Shalimar is a perfume originally created by Jacques Guerlain in 1921 for French perfume and cosmetics house Guerlain. In production continuously since 1925, Shalimar is currently a flagship product for Guerlain.

History 
Shalimar was created by perfumer Jacques Guerlain in 1921, but after another company claimed to already have a fragrance by the same name, Guerlain was forced to rename the fragrance "No. 90" until a legal dispute over the name was settled. Shalimar was re-released in 1925 at the International Exposition of Modern Industrial and Decorative Arts.

Jacques Guerlain was inspired by Mumtaz Mahal, the wife of Shah Jahan, Mughal emperor of India, and for whom the Taj Mahal in Agra and the Shalimar Gardens in Lahore were built. The harmony of Shalimar was created when Jacques Guerlain poured a bottle of ethylvanillin into a bottle of Jicky, a fragrance created by Guerlain in 1889.

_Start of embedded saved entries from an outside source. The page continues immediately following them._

//! Frame builders for tests. They are part of the regular code so that code driving an image
//!  from the outside (e.g. a sender simulation in an application's tests) can use them as well.

use bytes::BytesMut;
use crate::frame::{DataFlags, DataHeader, FrameType, DATA_HEADER_LENGTH};

/// A data frame of `frame_length` bytes, the payload filled with a recognizable pattern.
///  Lengths below the header length produce a bare header, i.e. a frame length of zero yields
///  a heartbeat.
pub fn data_frame(session_id: i32, stream_id: i32, term_id: i32, term_offset: i32, frame_length: i32, flags: DataFlags) -> Vec<u8> {
    let mut buf = BytesMut::with_capacity(frame_length.max(DATA_HEADER_LENGTH as i32) as usize);
    DataHeader {
        frame_length,
        flags,
        frame_type: FrameType::Data,
        term_offset,
        session_id,
        stream_id,
        term_id,
        reserved_value: 0,
    }.ser(&mut buf);
    buf.resize(frame_length.max(DATA_HEADER_LENGTH as i32) as usize, PAYLOAD_PATTERN);
    buf.to_vec()
}

pub const PAYLOAD_PATTERN: u8 = 0x5a;

pub fn heartbeat_frame(session_id: i32, stream_id: i32, term_id: i32, term_offset: i32, flags: DataFlags) -> Vec<u8> {
    data_frame(session_id, stream_id, term_id, term_offset, 0, flags)
}

/// A padding frame as it is sent: a bare header whose frame length covers the padded range
pub fn padding_frame(session_id: i32, stream_id: i32, term_id: i32, term_offset: i32, frame_length: i32) -> Vec<u8> {
    let mut buf = BytesMut::with_capacity(DATA_HEADER_LENGTH);
    DataHeader {
        frame_length,
        flags: DataFlags::UNFRAGMENTED,
        frame_type: FrameType::Padding,
        term_offset,
        session_id,
        stream_id,
        term_id,
        reserved_value: 0,
    }.ser(&mut buf);
    buf.to_vec()
}
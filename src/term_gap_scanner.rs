use crate::buffers::term_buffer::TermBuffer;
use crate::frame::FRAME_ALIGNMENT;
use crate::position::align;

/// Walks the published frames of a term from `rebuild_offset`, stopping at the first slot that
///  holds no frame yet, and returns that offset: everything below it is contiguous.
///
/// A frame that extends beyond `limit_offset` ends the scan without being counted. If the scan
///  stops at an empty slot below `limit_offset`, there is a gap. Its length is measured up to the next
///  published frame (or the limit), and it is reported to `on_gap` as
///  `(term_id, gap_offset, gap_length)`.
pub fn scan_for_gap(
    term_buffer: &TermBuffer,
    term_id: i32,
    rebuild_offset: i32,
    limit_offset: i32,
    mut on_gap: impl FnMut(i32, i32, i32),
) -> i32 {
    let mut offset = rebuild_offset;
    while offset < limit_offset {
        let frame_length = term_buffer.frame_length_volatile(offset);
        if frame_length <= 0 {
            break;
        }
        let next_offset = offset + align(frame_length, FRAME_ALIGNMENT);
        if next_offset > limit_offset {
            // written, but the high-water mark does not cover it yet
            return offset;
        }
        offset = next_offset;
    }

    let gap_begin = offset;
    if gap_begin < limit_offset {
        let mut gap_end = gap_begin + FRAME_ALIGNMENT;
        while gap_end < limit_offset && term_buffer.frame_length_volatile(gap_end) == 0 {
            gap_end += FRAME_ALIGNMENT;
        }
        on_gap(term_id, gap_begin, gap_end.min(limit_offset) - gap_begin);
    }

    gap_begin
}

#[cfg(test)]
mod tests {
    use rstest::rstest;
    use super::*;

    fn term_with_frames(frames: &[(i32, i32)]) -> TermBuffer {
        let term = TermBuffer::new(65536).unwrap();
        for &(offset, length) in frames {
            let mut frame = vec![1u8; length as usize];
            frame[..4].copy_from_slice(&length.to_le_bytes());
            assert!(term.put_frame(offset, &frame));
        }
        term
    }

    #[rstest]
    #[case::empty(vec![], 0, 0, 0, None)]
    #[case::contiguous(vec![(0, 64), (64, 32)], 0, 96, 96, None)]
    #[case::unaligned_length(vec![(0, 40), (64, 32)], 0, 96, 96, None)]
    #[case::gap_in_middle(vec![(0, 64), (128, 64)], 0, 192, 64, Some((64, 64)))]
    #[case::gap_at_start(vec![(96, 32)], 0, 128, 0, Some((0, 96)))]
    #[case::gap_up_to_limit(vec![(0, 32)], 0, 256, 32, Some((32, 224)))]
    #[case::from_rebuild_offset(vec![(0, 32), (32, 32), (128, 32)], 32, 160, 64, Some((64, 64)))]
    #[case::first_gap_only(vec![(0, 32), (64, 32), (128, 32)], 0, 160, 32, Some((32, 32)))]
    #[case::end_of_term(vec![(65536 - 64, 64)], 65536 - 64, 65536, 65536, None)]
    #[case::frame_beyond_limit(vec![(0, 32), (32, 64)], 0, 64, 32, None)]
    fn test_scan_for_gap(
        #[case] frames: Vec<(i32, i32)>,
        #[case] rebuild_offset: i32,
        #[case] limit_offset: i32,
        #[case] expected_offset: i32,
        #[case] expected_gap: Option<(i32, i32)>,
    ) {
        let term = term_with_frames(&frames);

        let mut gap = None;
        let result = scan_for_gap(&term, 7, rebuild_offset, limit_offset, |term_id, offset, length| {
            assert_eq!(term_id, 7);
            assert!(gap.is_none());
            gap = Some((offset, length));
        });

        assert_eq!(result, expected_offset);
        assert_eq!(gap, expected_gap);
    }
}
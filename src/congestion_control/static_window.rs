use std::net::SocketAddr;
use crate::congestion_control::{CongestionControl, CongestionOutcome, RebuildSample};

/// Advertises the same window for the image's entire life and ignores RTT
pub struct StaticWindowCongestionControl {
    window_length: i32,
}

impl StaticWindowCongestionControl {
    pub fn new(window_length: i32) -> StaticWindowCongestionControl {
        StaticWindowCongestionControl { window_length }
    }
}

impl CongestionControl for StaticWindowCongestionControl {
    fn initial_window_length(&self) -> i32 {
        self.window_length
    }

    fn max_window_length(&self) -> i32 {
        self.window_length
    }

    fn should_measure_rtt(&self, _now_ns: i64) -> bool {
        false
    }

    fn on_rttm_sent(&self, _now_ns: i64) {}

    fn on_rttm(&self, _now_ns: i64, _rtt_ns: i64, _source: SocketAddr) {}

    fn on_track_rebuild(&self, _sample: &RebuildSample) -> CongestionOutcome {
        CongestionOutcome {
            window_length: self.window_length,
            force_status_message: false,
        }
    }
}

Raymond Guerlain designed the bottle for Shalimar, which was modeled after the basins of eastern gardens and Mongolian stupa art. Shalimar's blue, fan-shaped bottle topper was inspired by a piece of silverware owned by the Guerlain family. The bottle was manufactured by Baccarat Crystal and received the Decorative Arts Exhibition Award in 1925.

During the 1920s, Shalimar was popular with flappers which helped give it a "bad girl" reputation.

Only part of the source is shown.